**Task description:**
Within the records below, find each line with the word "indent" and copy it out.

**Data provided:**
//! Source-to-source instrumentation.
//!
//! Each instrumentable statement is rewritten, on its own physical line(s),
//! into a guarded form that calls the runner hooks around it:
//!
//! ```text
//! loop { try { sr_pre_line("f", 3); stmt; sr_post_line("f", 3); break; }
//!        catch (sr_err) { if !sr_on_exception(sr_err, "f", 3) { break; } } }
//! ```
//!
//! A `true` from the exception hook re-enters the loop and re-executes the
//! same statement. The rewrite never adds or removes a newline, so compile
//! and runtime error positions still point at the original lines.

use super::segmenter::{segments, Segment, SegmentKind};
use crate::{Result, RunnerError};
use regex::Regex;
use std::sync::atomic::{AtomicBool, Ordering};

/// Hook called before every statement.
pub const PRE_LINE_HOOK: &str = "sr_pre_line";
/// Hook called after every statement that completed.
pub const POST_LINE_HOOK: &str = "sr_post_line";
/// Hook called with the caught error of a failed statement.
pub const EXCEPTION_HOOK: &str = "sr_on_exception";

const ERROR_VAR: &str = "sr_err";
const VALUE_VAR: &str = "sr_value";

/// Quote `value` as a script string literal.
pub fn string_literal(value: &str) -> String {
    let mut quoted = String::with_capacity(value.len() + 2);
    quoted.push('"');
    for c in value.chars() {
        match c {
            '"' => quoted.push_str("\\\""),
            '\\' => quoted.push_str("\\\\"),
            '\n' => quoted.push_str("\\n"),
            '\r' => quoted.push_str("\\r"),
            '\t' => quoted.push_str("\\t"),
            _ => quoted.push(c),
        }
    }
    quoted.push('"');
    quoted
}

/// Rewrites scripts into their instrumented form.
#[derive(Debug, Clone)]
pub struct Instrumenter {
    let_statement: Regex,
}

impl Instrumenter {
    pub fn new() -> Result<Self> {
        let let_statement = Regex::new(r"(?s)^let\s+([A-Za-z_][A-Za-z0-9_]*)\s*=(.*);\s*$")
            .map_err(|e| RunnerError::Config(format!("invalid let pattern: {}", e)))?;
        Ok(Self { let_statement })
    }

    /// Instrument `text`, giving up early when `cancel` is raised.
    ///
    /// Returns `Ok(None)` when cancelled; callers treat that as a stop.
    #[tracing::instrument(skip_all, fields(filename = filename))]
    pub fn instrument_cancellable(
        &self,
        text: &str,
        filename: &str,
        mark_private: bool,
        cancel: &AtomicBool,
    ) -> Result<Option<String>> {
        let file = string_literal(filename);
        let mut lines = Vec::new();

        for segment in segments(text)? {
            if cancel.load(Ordering::SeqCst) {
                tracing::debug!("Instrumentation cancelled");
                return Ok(None);
            }
            lines.push(self.rewrite(&segment, &file, mark_private));
        }

        let instrumented = lines.join("\n");
        let (before, after) = (text.matches('\n').count(), instrumented.matches('\n').count());
        if before != after {
            return Err(RunnerError::Instrumentation {
                line: 0,
                message: format!("line count changed from {} to {}", before + 1, after + 1),
            }
            .into());
        }
        Ok(Some(instrumented))
    }

    pub fn instrument(&self, text: &str, filename: &str, mark_private: bool) -> Result<String> {
        let never = AtomicBool::new(false);
        self.instrument_cancellable(text, filename, mark_private, &never)?
            .ok_or_else(|| {
                RunnerError::Instrumentation {
                    line: 0,
                    message: "instrumentation cancelled".to_string(),
                }
                .into()
            })
    }

    fn rewrite(&self, segment: &Segment, file: &str, mark_private: bool) -> String {
        let body = segment.text.trim_start();
        let indent = &segment.text[..segment.text.len() - body.len()];
        let body = body.trim_end();
        let line = segment.line;

        match segment.kind {
            SegmentKind::Blank => String::new(),
            SegmentKind::Terminator => segment.text.clone(),
            SegmentKind::Structural => {
                if skip_structural(body) {
                    return segment.text.clone();
                }
                let body = match body.strip_prefix("fn ") {
                    Some(rest) if mark_private => format!("private fn {}", rest),
                    _ => body.to_string(),
                };
                format!("{}{}({}, {}); {}", indent, PRE_LINE_HOOK, file, line, body)
            }
            SegmentKind::Statement if segment.inside_guard => {
                format!("{}{}", indent, guarded(body, file, line))
            }
            SegmentKind::Statement => {
                let pre = format!("{}({}, {});", PRE_LINE_HOOK, file, line);
                let post = format!("{}({}, {});", POST_LINE_HOOK, file, line);
                let catch = format!(
                    "catch ({err}) {{ if !{hook}({err}, {file}, {line}) {{ break; }} }}",
                    err = ERROR_VAR,
                    hook = EXCEPTION_HOOK,
                );

                let rewritten = if let Some(caps) = self.let_statement.captures(body) {
                    format!(
                        "let {v} = (); loop {{ try {{ {pre} {v} ={expr}; {post} break; }} {catch} }} let {name} = {v};",
                        v = VALUE_VAR,
                        expr = &caps[2],
                        name = &caps[1],
                    )
                } else if body.ends_with(';') {
                    format!("loop {{ try {{ {pre} {body} {post} break; }} {catch} }}")
                } else {
                    format!(
                        "{{ let {v} = (); loop {{ try {{ {pre} {v} = {{ {body} }}; {post} break; }} {catch} }} {v} }}",
                        v = VALUE_VAR,
                    )
                };
                format!("{}{}", indent, rewritten)
            }
        }
    }
}

/// Statement inside a user `try` block: hooks only, the user's own `catch`
/// handles the error.
fn guarded(body: &str, file: &str, line: usize) -> String {
    if body.ends_with(';') {
        format!(
            "{pre}({file}, {line}); {body} {post}({file}, {line});",
            pre = PRE_LINE_HOOK,
            post = POST_LINE_HOOK,
        )
    } else {
        format!(
            "{{ {pre}({file}, {line}); let {v} = {{ {body} }}; {post}({file}, {line}); {v} }}",
            pre = PRE_LINE_HOOK,
            post = POST_LINE_HOOK,
            v = VALUE_VAR,
        )
    }
}

/// Structural text that cannot take a statement prefix: the tail of a
/// multi-line literal or a block that closes more than it opens.
fn skip_structural(body: &str) -> bool {
    let count = |c: char| body.matches(c).count();
    count('}') > count('{') || count(')') > count('(') || count(']') > count('[') || count('[') > count(']')
}

/// Instrument `text` as `filename`.
pub fn instrument_script(text: &str, filename: &str, mark_private: bool) -> Result<String> {
    Instrumenter::new()?.instrument(text, filename, mark_private)
}
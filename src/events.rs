//! Event sinks: where a run's [`RunEvent`]s go.

use crate::debugger::state::ScriptState;
use crate::protocol::{OutputColor, RunEvent};
use colored::Colorize;
use std::io::Write;
use std::sync::{Condvar, Mutex};
use std::time::{Duration, Instant};
use tracing::warn;

/// Transport for run events.
pub trait EventSink: Send + Sync {
    fn publish(&self, run_id: u64, event: &RunEvent);
}

/// Writes one JSON object per line.
pub struct JsonLinesSink<W: Write + Send> {
    out: Mutex<W>,
}

impl<W: Write + Send> JsonLinesSink<W> {
    pub fn new(out: W) -> Self {
        Self {
            out: Mutex::new(out),
        }
    }
}

impl JsonLinesSink<std::io::Stdout> {
    pub fn stdout() -> Self {
        Self::new(std::io::stdout())
    }
}

impl<W: Write + Send> EventSink for JsonLinesSink<W> {
    fn publish(&self, _run_id: u64, event: &RunEvent) {
        let line = match serde_json::to_string(event) {
            Ok(line) => line,
            Err(e) => {
                warn!("Failed to serialize event: {}", e);
                return;
            }
        };
        let mut out = self.out.lock().unwrap_or_else(|p| p.into_inner());
        if let Err(e) = writeln!(out, "{}", line).and_then(|_| out.flush()) {
            warn!("Failed to write event: {}", e);
        }
    }
}

/// Human-readable terminal rendering of the event stream.
pub struct ConsoleSink {
    out: Mutex<std::io::Stdout>,
}

impl ConsoleSink {
    pub fn new() -> Self {
        Self {
            out: Mutex::new(std::io::stdout()),
        }
    }

    fn render(event: &RunEvent) -> Option<String> {
        match event {
            RunEvent::Output { line, color } => Some(match color {
                OutputColor::Red => line.red().to_string(),
                OutputColor::Yellow => line.yellow().to_string(),
                OutputColor::Blue => line.blue().to_string(),
                OutputColor::Green => line.green().to_string(),
                OutputColor::Black => line.clone(),
            }),
            RunEvent::Line {
                filename,
                line_no,
                state,
            } => match state {
                ScriptState::Running => None,
                ScriptState::Error | ScriptState::Fatal => {
                    Some(format!("[{}] {}:{}", state, filename, line_no).red().to_string())
                }
                _ => Some(format!("[{}] {}:{}", state, filename, line_no).dimmed().to_string()),
            },
            RunEvent::Script {
                method,
                prompt_id,
                args,
                ..
            } => Some(
                format!("PROMPT {} ({}): {:?}", method, prompt_id, args)
                    .cyan()
                    .bold()
                    .to_string(),
            ),
            RunEvent::Backtrace { frames } => Some(frames.join("\n")),
            RunEvent::Report { report } => Some(report.to_string()),
            RunEvent::File { .. } | RunEvent::PromptComplete { .. } | RunEvent::Complete => None,
        }
    }
}

impl Default for ConsoleSink {
    fn default() -> Self {
        Self::new()
    }
}

impl EventSink for ConsoleSink {
    fn publish(&self, _run_id: u64, event: &RunEvent) {
        if let Some(text) = Self::render(event) {
            let mut out = self.out.lock().unwrap_or_else(|p| p.into_inner());
            let _ = writeln!(out, "{}", text);
        }
    }
}

/// Records every event in memory.
#[derive(Default)]
pub struct MemorySink {
    events: Mutex<Vec<(u64, RunEvent)>>,
    changed: Condvar,
}

impl MemorySink {
    pub fn new() -> Self {
        Self::default()
    }

    pub fn events(&self) -> Vec<RunEvent> {
        self.lock().iter().map(|(_, event)| event.clone()).collect()
    }

    pub fn events_for(&self, run_id: u64) -> Vec<RunEvent> {
        self.lock()
            .iter()
            .filter(|(id, _)| *id == run_id)
            .map(|(_, event)| event.clone())
            .collect()
    }

    /// Text of every output event, in order.
    pub fn output_lines(&self) -> Vec<String> {
        self.lock()
            .iter()
            .filter_map(|(_, event)| match event {
                RunEvent::Output { line, .. } => Some(line.clone()),
                _ => None,
            })
            .collect()
    }

    /// `(line_no, state)` of every line event, in order.
    pub fn line_states(&self) -> Vec<(usize, ScriptState)> {
        self.lock()
            .iter()
            .filter_map(|(_, event)| match event {
                RunEvent::Line { line_no, state, .. } => Some((*line_no, *state)),
                _ => None,
            })
            .collect()
    }

    /// Block until an event matching `predicate` has been recorded.
    pub fn wait_for(&self, timeout: Duration, predicate: impl Fn(&RunEvent) -> bool) -> bool {
        let deadline = Instant::now() + timeout;
        let mut events = self.lock();
        loop {
            if events.iter().any(|(_, event)| predicate(event)) {
                return true;
            }
            let now = Instant::now();
            if now >= deadline {
                return false;
            }
            events = match self.changed.wait_timeout(events, deadline - now) {
                Ok((guard, _)) => guard,
                Err(poisoned) => poisoned.into_inner().0,
            };
        }
    }

    pub fn clear(&self) {
        self.lock().clear();
    }

    fn lock(&self) -> std::sync::MutexGuard<'_, Vec<(u64, RunEvent)>> {
        self.events.lock().unwrap_or_else(|p| p.into_inner())
    }
}

impl EventSink for MemorySink {
    fn publish(&self, run_id: u64, event: &RunEvent) {
        self.lock().push((run_id, event.clone()));
        self.changed.notify_all();
    }
}
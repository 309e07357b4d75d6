use crate::common::cmd;
use predicates::prelude::*;

#[test]
fn test_help_lists_commands() {
    cmd()
        .arg("--help")
        .assert()
        .success()
        .stdout(predicate::str::contains("run"))
        .stdout(predicate::str::contains("instrument"))
        .stdout(predicate::str::contains("check"));
}

#[test]
fn test_run_help_lists_options() {
    cmd()
        .args(["run", "--help"])
        .assert()
        .success()
        .stdout(predicate::str::contains("--line-delay"))
        .stdout(predicate::str::contains("--options"))
        .stdout(predicate::str::contains("--disconnect"));
}

#[test]
fn test_version_flag() {
    cmd()
        .arg("--version")
        .assert()
        .success()
        .stdout(predicate::str::contains("script-runner"));
}
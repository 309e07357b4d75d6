//! Lexical segmentation of script source.
//!
//! The segmenter walks the source once, tracking string literals and an
//! explicit bracket stack, and groups physical lines into statements:
//! - A segment continues onto the next line while a string, `(`, `[`, `#{`
//!   or `switch` body is open, after a trailing binary operator, or when the
//!   line ends without `;`, `{` or `}` and the next code line does not close
//!   a block. Only a block tail may omit its `;`.
//! - Every segment is classified as blank, an instrumentable statement, a
//!   structural line (control flow, definitions, unbalanced braces) or a
//!   block terminator (`}`, `else`, `catch`).
//!
//! Comments are removed before segmentation without changing the number of
//! lines, so segment line numbers always refer to the original source.

use crate::{Result, RunnerError};

/// Keywords whose presence makes a segment structural.
const STRUCTURAL_KEYWORDS: &[&str] = &[
    "if", "else", "while", "loop", "for", "do", "until", "fn", "private", "switch", "try",
    "catch", "break", "continue", "return", "import", "export", "const",
];

/// Operators that, ending a line, join it with the next one.
const TRAILING_OPERATORS: &[&str] = &[
    "&&", "||", "??", "==", "!=", "=", "+", "-", "*", "/", "%", ",", ".", "?", "<", ">", "|",
    "&", "^",
];

#[derive(Debug, Clone, Copy, PartialEq, Eq)]
pub enum SegmentKind {
    Blank,
    Statement,
    Structural,
    Terminator,
}

/// A group of one or more physical lines forming one statement.
#[derive(Debug, Clone, PartialEq, Eq)]
pub struct Segment {
    /// Original text, lines joined by `\n`, comments removed.
    pub text: String,
    /// 1-based line of the first physical line.
    pub line: usize,
    pub kind: SegmentKind,
    /// The segment sits inside a user `try` block.
    pub inside_guard: bool,
}

impl Segment {
    pub fn instrumentable(&self) -> bool {
        matches!(self.kind, SegmentKind::Blank | SegmentKind::Statement)
    }

    pub fn line_count(&self) -> usize {
        self.text.matches('\n').count() + 1
    }
}

fn unterminated(line: usize, what: &str) -> anyhow::Error {
    RunnerError::Instrumentation {
        line,
        message: format!("unterminated {}", what),
    }
    .into()
}

// ── comments ─────────────────────────────────────────────────────────────────

/// Remove `//` and nested `/* */` comments, keeping every newline.
pub fn strip_comments(text: &str) -> Result<String> {
    #[derive(Clone, Copy)]
    enum Mode {
        Code,
        Line,
        Block { depth: usize, opened_at: usize },
        Str { escaped: bool },
        Backtick,
        Char { escaped: bool },
    }

    let mut out = String::with_capacity(text.len());
    let mut mode = Mode::Code;
    let mut line = 1;
    let mut str_start = 1;
    let mut chars = text.chars().peekable();

    while let Some(c) = chars.next() {
        if c == '\n' {
            line += 1;
        }
        mode = match mode {
            Mode::Code => match c {
                '/' if chars.peek() == Some(&'/') => {
                    chars.next();
                    Mode::Line
                }
                '/' if chars.peek() == Some(&'*') => {
                    chars.next();
                    Mode::Block {
                        depth: 1,
                        opened_at: line,
                    }
                }
                '"' | '`' | '\'' => {
                    out.push(c);
                    str_start = line;
                    match c {
                        '"' => Mode::Str { escaped: false },
                        '`' => Mode::Backtick,
                        _ => Mode::Char { escaped: false },
                    }
                }
                _ => {
                    out.push(c);
                    Mode::Code
                }
            },
            Mode::Line if c == '\n' => {
                out.push('\n');
                Mode::Code
            }
            Mode::Line => Mode::Line,
            Mode::Block { depth, opened_at } => {
                if c == '\n' {
                    out.push('\n');
                    mode
                } else if c == '/' && chars.peek() == Some(&'*') {
                    chars.next();
                    Mode::Block {
                        depth: depth + 1,
                        opened_at,
                    }
                } else if c == '*' && chars.peek() == Some(&'/') {
                    chars.next();
                    if depth == 1 {
                        Mode::Code
                    } else {
                        Mode::Block {
                            depth: depth - 1,
                            opened_at,
                        }
                    }
                } else {
                    mode
                }
            }
            Mode::Str { escaped } => {
                out.push(c);
                if escaped {
                    Mode::Str { escaped: false }
                } else if c == '\\' {
                    Mode::Str { escaped: true }
                } else if c == '"' {
                    Mode::Code
                } else if c == '\n' {
                    return Err(unterminated(str_start, "string literal"));
                } else {
                    mode
                }
            }
            Mode::Backtick => {
                out.push(c);
                if c == '`' {
                    Mode::Code
                } else {
                    mode
                }
            }
            Mode::Char { escaped } => {
                out.push(c);
                if escaped {
                    Mode::Char { escaped: false }
                } else if c == '\\' {
                    Mode::Char { escaped: true }
                } else if c == '\'' {
                    Mode::Code
                } else if c == '\n' {
                    return Err(unterminated(str_start, "character literal"));
                } else {
                    mode
                }
            }
        };
    }

    match mode {
        Mode::Code | Mode::Line => Ok(out),
        Mode::Block { opened_at, .. } => Err(unterminated(opened_at, "block comment")),
        Mode::Str { .. } => Err(unterminated(str_start, "string literal")),
        Mode::Backtick => Err(unterminated(str_start, "multi-line string")),
        Mode::Char { .. } => Err(unterminated(str_start, "character literal")),
    }
}

// ── scanning ─────────────────────────────────────────────────────────────────

#[derive(Debug, Clone, Copy, PartialEq, Eq)]
enum BlockKind {
    Plain,
    Try,
    Switch,
}

#[derive(Debug, Clone, Copy, PartialEq, Eq)]
enum Open {
    Paren(usize),
    Bracket(usize),
    Map(usize),
    Block(BlockKind, usize),
}

impl Open {
    fn line(self) -> usize {
        match self {
            Open::Paren(line) | Open::Bracket(line) | Open::Map(line) | Open::Block(_, line) => {
                line
            }
        }
    }
}

#[derive(Debug, Clone, Copy, PartialEq, Eq)]
enum StrMode {
    Double,
    Backtick,
}

#[derive(Debug, Default)]
struct Scanner {
    stack: Vec<Open>,
    string: Option<(StrMode, usize)>,
    escaped: bool,
    pending_try: bool,
    pending_switch: bool,
}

**Finished task:**
        let indent = &segment.text[..segment.text.len() - body.len()];
                format!("{}{}({}, {}); {}", indent, PRE_LINE_HOOK, file, line, body)
                format!("{}{}", indent, guarded(body, file, line))
                format!("{}{}", indent, rewritten)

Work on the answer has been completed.